HTTP Caching

DONG Yuxuan @ Feb 08, 2020 Asia/Shanghai

Introduce basic rules of HTTP caching and a practice in Apache httpd.

When the browser wants to send an HTTP request with the GET method. It will check if the resource has a fresh (not expired) cache. If there’s a fresh cache, the browser directly uses it instead of sending the request. If there’s an expired cache a validation request will be sent. If the server found the cache is actually fresh, it sends a 304 Not Modified response to tell the browser the cache is still fresh. The browser then uses the cache as the response and remarks it fresh. If the server found the cache is expired indeed, it sends the new content. The browser uses the new content as the new cache and marks it fresh.

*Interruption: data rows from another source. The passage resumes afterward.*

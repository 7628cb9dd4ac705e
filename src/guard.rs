use std::path::{Path, PathBuf};

use git2::{Repository, Status, StatusOptions};

use crate::error::{DirtyKind, Error, Result};

// Conflicted paths only carry CONFLICTED; they count as staged.
const STAGED: Status = Status::INDEX_NEW
    .union(Status::INDEX_MODIFIED)
    .union(Status::INDEX_DELETED)
    .union(Status::INDEX_RENAMED)
    .union(Status::INDEX_TYPECHANGE)
    .union(Status::CONFLICTED);

const UNSTAGED: Status = Status::WT_MODIFIED
    .union(Status::WT_DELETED)
    .union(Status::WT_RENAMED)
    .union(Status::WT_TYPECHANGE);

/// Working-tree status split the way the guard looks at it.
#[derive(Debug, Clone, Default, PartialEq, Eq)]
pub struct RepositoryStatus {
    pub staged: Vec<String>,
    pub unstaged: Vec<String>,
    /// Reported for information only; untracked files never block a build.
    pub untracked: Vec<String>,
}

#[derive(Debug, Clone, PartialEq, Eq)]
pub struct Commit {
    pub id: String,
    pub author: String,
    pub message: String,
    /// Full ref name of HEAD, `None` when detached.
    pub branch: Option<String>,
}

pub trait Vcs {
    fn status(&self) -> Result<RepositoryStatus>;
    /// History reachable from HEAD, newest first, at most `limit` entries.
    fn log(&self, limit: usize) -> Result<Vec<Commit>>;
}

pub struct Git2Vcs {
    repo: Repository,
}

impl Git2Vcs {
    pub fn open(root: &Path) -> Result<Self> {
        Ok(Self {
            repo: Repository::discover(root)?,
        })
    }
}

impl Vcs for Git2Vcs {
    fn status(&self) -> Result<RepositoryStatus> {
        let mut opts = StatusOptions::new();
        opts.include_untracked(true).recurse_untracked_dirs(true);
        let statuses = self.repo.statuses(Some(&mut opts))?;

        let mut out = RepositoryStatus::default();
        for entry in statuses.iter() {
            let Some(path) = entry.path().map(str::to_string) else {
                continue;
            };
            let status = entry.status();
            if status.intersects(STAGED) {
                out.staged.push(path.clone());
            }
            if status.intersects(UNSTAGED) {
                out.unstaged.push(path.clone());
            }
            if status.contains(Status::WT_NEW) {
                out.untracked.push(path);
            }
        }
        Ok(out)
    }

    fn log(&self, limit: usize) -> Result<Vec<Commit>> {
        let head = match self.repo.head() {
            Ok(head) => head,
            Err(e) if e.code() == git2::ErrorCode::UnbornBranch => return Ok(Vec::new()),
            Err(e) => return Err(e.into()),
        };
        let branch = head
            .is_branch()
            .then(|| head.name().map(str::to_string))
            .flatten();

        let mut walk = self.repo.revwalk()?;
        walk.push_head()?;
        walk.set_sorting(git2::Sort::TOPOLOGICAL | git2::Sort::TIME)?;

        let mut commits = Vec::new();
        for oid in walk.take(limit) {
            let commit = self.repo.find_commit(oid?)?;
            let author = commit.author();
            commits.push(Commit {
                id: commit.id().to_string(),
                author: format!(
                    "{} <{}>",
                    author.name().unwrap_or("unknown"),
                    author.email().unwrap_or("")
                ),
                message: commit.message().unwrap_or("").trim_end().to_string(),
                branch: branch.clone(),
            });
        }
        Ok(commits)
    }
}

/// Fails when anything is staged or modified; staged changes are reported first.
pub fn check_status(vcs: &impl Vcs) -> Result<RepositoryStatus> {
    tracing::trace!("guard: checking git status");
    let status = vcs.status()?;
    if !status.staged.is_empty() {
        return Err(Error::DirtyRepository {
            kind: DirtyKind::Staged,
            paths: status.staged,
        });
    }
    if !status.unstaged.is_empty() {
        return Err(Error::DirtyRepository {
            kind: DirtyKind::Unstaged,
            paths: status.unstaged,
        });
    }
    if !status.untracked.is_empty() {
        tracing::debug!(count = status.untracked.len(), "guard: ignoring untracked files");
    }
    Ok(status)
}

pub fn get_latest_commit(vcs: &impl Vcs) -> Result<Commit> {
    check_status(vcs)?;
    read_latest_commit(vcs)
}

/// Newest commit without looking at the working tree.
pub fn read_latest_commit(vcs: &impl Vcs) -> Result<Commit> {
    tracing::trace!("guard: finding latest commit");
    vcs.log(1)?.into_iter().next().ok_or(Error::NoCommits)
}

pub async fn repo_root() -> Result<PathBuf> {
    tracing::trace!("guard: discovering repo root");
    tokio::task::spawn_blocking(|| {
        let repo = Repository::discover(".")?;
        Ok::<_, Error>(repo.workdir().unwrap_or(repo.path()).to_path_buf())
    })
    .await
    .map_err(|e| anyhow::anyhow!("repo_root task join error: {}", e))?
}

/// Latest commit at `root`, verifying the tree is clean unless `force` is set.
pub async fn latest_commit_at(root: &Path, force: bool) -> Result<Commit> {
    let root = root.to_path_buf();
    tokio::task::spawn_blocking(move || {
        let vcs = Git2Vcs::open(&root)?;
        if force {
            read_latest_commit(&vcs)
        } else {
            get_latest_commit(&vcs)
        }
    })
    .await
    .map_err(|e| anyhow::anyhow!("latest_commit task join error: {}", e))?
}

#[cfg(test)]
mod tests {
    use std::fs;

    use git2::{IndexAddOption, Signature};
    use tempfile::TempDir;

    use super::*;

    struct FakeVcs {
        status: RepositoryStatus,
        history: Vec<Commit>,
    }

    impl Vcs for FakeVcs {
        fn status(&self) -> Result<RepositoryStatus> {
            Ok(self.status.clone())
        }

        fn log(&self, limit: usize) -> Result<Vec<Commit>> {
            Ok(self.history.iter().take(limit).cloned().collect())
        }
    }

    struct BrokenVcs;

    impl Vcs for BrokenVcs {
        fn status(&self) -> Result<RepositoryStatus> {
            Err(git2::Error::from_str("not a repository").into())
        }

        fn log(&self, _limit: usize) -> Result<Vec<Commit>> {
            Err(git2::Error::from_str("not a repository").into())
        }
    }

    fn commit(id: &str) -> Commit {
        Commit {
            id: id.into(),
            author: "dev <dev@example.com>".into(),
            message: "msg".into(),
            branch: Some("refs/heads/feature/PROJ-1".into()),
        }
    }

    fn fake(staged: &[&str], unstaged: &[&str], history: Vec<Commit>) -> FakeVcs {
        FakeVcs {
            status: RepositoryStatus {
                staged: staged.iter().map(|s| s.to_string()).collect(),
                unstaged: unstaged.iter().map(|s| s.to_string()).collect(),
                untracked: Vec::new(),
            },
            history,
        }
    }

    #[test]
    fn staged_changes_are_dirty() {
        let err = check_status(&fake(&["a.rs"], &[], vec![])).unwrap_err();
        assert!(matches!(
            err,
            Error::DirtyRepository { kind: DirtyKind::Staged, .. }
        ));
    }

    #[test]
    fn unstaged_changes_are_dirty() {
        let err = check_status(&fake(&[], &["b.rs"], vec![])).unwrap_err();
        assert!(matches!(
            err,
            Error::DirtyRepository { kind: DirtyKind::Unstaged, .. }
        ));
    }

    #[test]
    fn clean_status_passes_with_untracked() {
        let mut vcs = fake(&[], &[], vec![]);
        vcs.status.untracked.push("notes.txt".into());
        assert_eq!(check_status(&vcs).unwrap().untracked, ["notes.txt"]);
    }

    #[test]
    fn status_failure_is_vcs_unavailable() {
        assert!(matches!(
            check_status(&BrokenVcs),
            Err(Error::VcsUnavailable(_))
        ));
    }

    #[test]
    fn latest_commit_is_newest_entry() {
        let vcs = fake(&[], &[], vec![commit("abc"), commit("def")]);
        assert_eq!(get_latest_commit(&vcs).unwrap().id, "abc");
    }

    #[test]
    fn empty_history_has_no_commits() {
        assert!(matches!(
            get_latest_commit(&fake(&[], &[], vec![])),
            Err(Error::NoCommits)
        ));
    }

    #[test]
    fn dirty_tree_blocks_latest_commit_but_not_forced_read() {
        let vcs = fake(&["a.rs"], &[], vec![commit("abc")]);
        assert!(get_latest_commit(&vcs).is_err());
        assert_eq!(read_latest_commit(&vcs).unwrap().id, "abc");
    }

    fn commit_all(repo: &Repository, message: &str) {
        let mut idx = repo.index().unwrap();
        idx.add_all(["*"].iter(), IndexAddOption::DEFAULT, None)
            .unwrap();
        idx.write().unwrap();
        let tree = repo.find_tree(idx.write_tree().unwrap()).unwrap();
        let sig = Signature::now("dev", "dev@example.com").unwrap();
        let parents = match repo.head() {
            Ok(head) => vec![repo.find_commit(head.target().unwrap()).unwrap()],
            Err(_) => Vec::new(),
        };
        let parents: Vec<_> = parents.iter().collect();
        repo.commit(Some("HEAD"), &sig, &sig, message, &tree, &parents)
            .unwrap();
    }

    #[test]
    fn git2_reports_staged_unstaged_and_untracked() {
        let td = TempDir::new().unwrap();
        let root = td.path();
        let repo = Repository::init(root).unwrap();
        fs::write(root.join("tracked.txt"), "one\n").unwrap();
        fs::write(root.join("staged.txt"), "one\n").unwrap();
        commit_all(&repo, "init");

        fs::write(root.join("tracked.txt"), "two\n").unwrap();
        fs::write(root.join("staged.txt"), "two\n").unwrap();
        let mut idx = repo.index().unwrap();
        idx.add_path(Path::new("staged.txt")).unwrap();
        idx.write().unwrap();
        fs::write(root.join("new.txt"), "new\n").unwrap();

        let status = Git2Vcs::open(root).unwrap().status().unwrap();
        assert_eq!(status.staged, ["staged.txt"]);
        assert_eq!(status.unstaged, ["tracked.txt"]);
        assert_eq!(status.untracked, ["new.txt"]);
    }

    #[test]
    fn git2_conflicted_merge_is_dirty() {
        let td = TempDir::new().unwrap();
        let root = td.path();
        let repo = Repository::init(root).unwrap();
        fs::write(root.join("f.txt"), "base\n").unwrap();
        commit_all(&repo, "base");
        let base = repo.head().unwrap().peel_to_commit().unwrap();

        // Diverge `other` from base without checking it out.
        let blob = repo.blob(b"other\n").unwrap();
        let mut builder = repo.treebuilder(Some(&base.tree().unwrap())).unwrap();
        builder.insert("f.txt", blob, 0o100644).unwrap();
        let other_tree = repo.find_tree(builder.write().unwrap()).unwrap();
        let sig = Signature::now("dev", "dev@example.com").unwrap();
        let other_oid = repo
            .commit(Some("refs/heads/other"), &sig, &sig, "other", &other_tree, &[&base])
            .unwrap();

        fs::write(root.join("f.txt"), "mine\n").unwrap();
        commit_all(&repo, "mine");

        let other = repo.find_annotated_commit(other_oid).unwrap();
        repo.merge(&[&other], None, None).unwrap();
        assert!(repo.index().unwrap().has_conflicts());

        let vcs = Git2Vcs::open(root).unwrap();
        assert_eq!(vcs.status().unwrap().staged, ["f.txt"]);
        assert!(matches!(
            check_status(&vcs),
            Err(Error::DirtyRepository { kind: DirtyKind::Staged, .. })
        ));
    }

    #[test]
    fn git2_log_keeps_full_message() {
        let td = TempDir::new().unwrap();
        let root = td.path();
        let repo = Repository::init(root).unwrap();
        fs::write(root.join("a.txt"), "a\n").unwrap();
        commit_all(&repo, "Subject line\n\nBody paragraph.\n");

        let latest = read_latest_commit(&Git2Vcs::open(root).unwrap()).unwrap();
        assert_eq!(latest.message, "Subject line\n\nBody paragraph.");
    }

    #[test]
    fn git2_log_is_newest_first_with_branch() {
        let td = TempDir::new().unwrap();
        let root = td.path();
        let repo = Repository::init(root).unwrap();
        fs::write(root.join("a.txt"), "a\n").unwrap();
        commit_all(&repo, "first");
        fs::write(root.join("a.txt"), "b\n").unwrap();
        commit_all(&repo, "second");

        let vcs = Git2Vcs::open(root).unwrap();
        let latest = get_latest_commit(&vcs).unwrap();
        assert_eq!(latest.message, "second");
        assert_eq!(latest.author, "dev <dev@example.com>");
        assert!(latest.branch.unwrap().starts_with("refs/heads/"));
        assert_eq!(vcs.log(10).unwrap().len(), 2);
    }

    #[test]
    fn git2_unborn_head_has_no_commits() {
        let td = TempDir::new().unwrap();
        Repository::init(td.path()).unwrap();
        let vcs = Git2Vcs::open(td.path()).unwrap();
        assert!(matches!(read_latest_commit(&vcs), Err(Error::NoCommits)));
    }
}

The server uses the Cache-Control HTTP header to control how the browser caches the request. The header has the following values.

For example, Cache-Control: public, max-age=600 means the response can be cached by both the browser, proxies, and CDNs for 10 minutes. In 10 minutes, if the resource is request again, the cache can be directly used. After 10 minutes, the cache must be validated before using.

There’re two ways to validate.

The first way is through the ETag and If-None-Match headers. An HTTP response can have the ETag header to represent the current state of the resource. For example, ETag can be the hash of the resource. The browser stores the content of ETag. When it needs to access the resource but the cache is considered expired, it sends a validation request for the resource. The validation request has the If-None-Match header with the stored ETag as its value. If the server finds the cache is not really expired by ETag, it tells the browser the cache is still fresh with a 304 Not Modified response. If the cache is expired indeed, the server sends new content and new ETag.

The second way is using the Last-Modified and If-Modified-Since headers. A response can have the Last-Modified header to specify the last modification time of the resource. When the browser caches the resource, it also stores the Last-Modified value. If the cache needs to be validated, the browser sends a request to the resource. The request has the If-Modified-Since headers whose value is the previous Last-Modified. The server compares Last-Modified with the real last modification time of the resource to determine if the cache is fresh.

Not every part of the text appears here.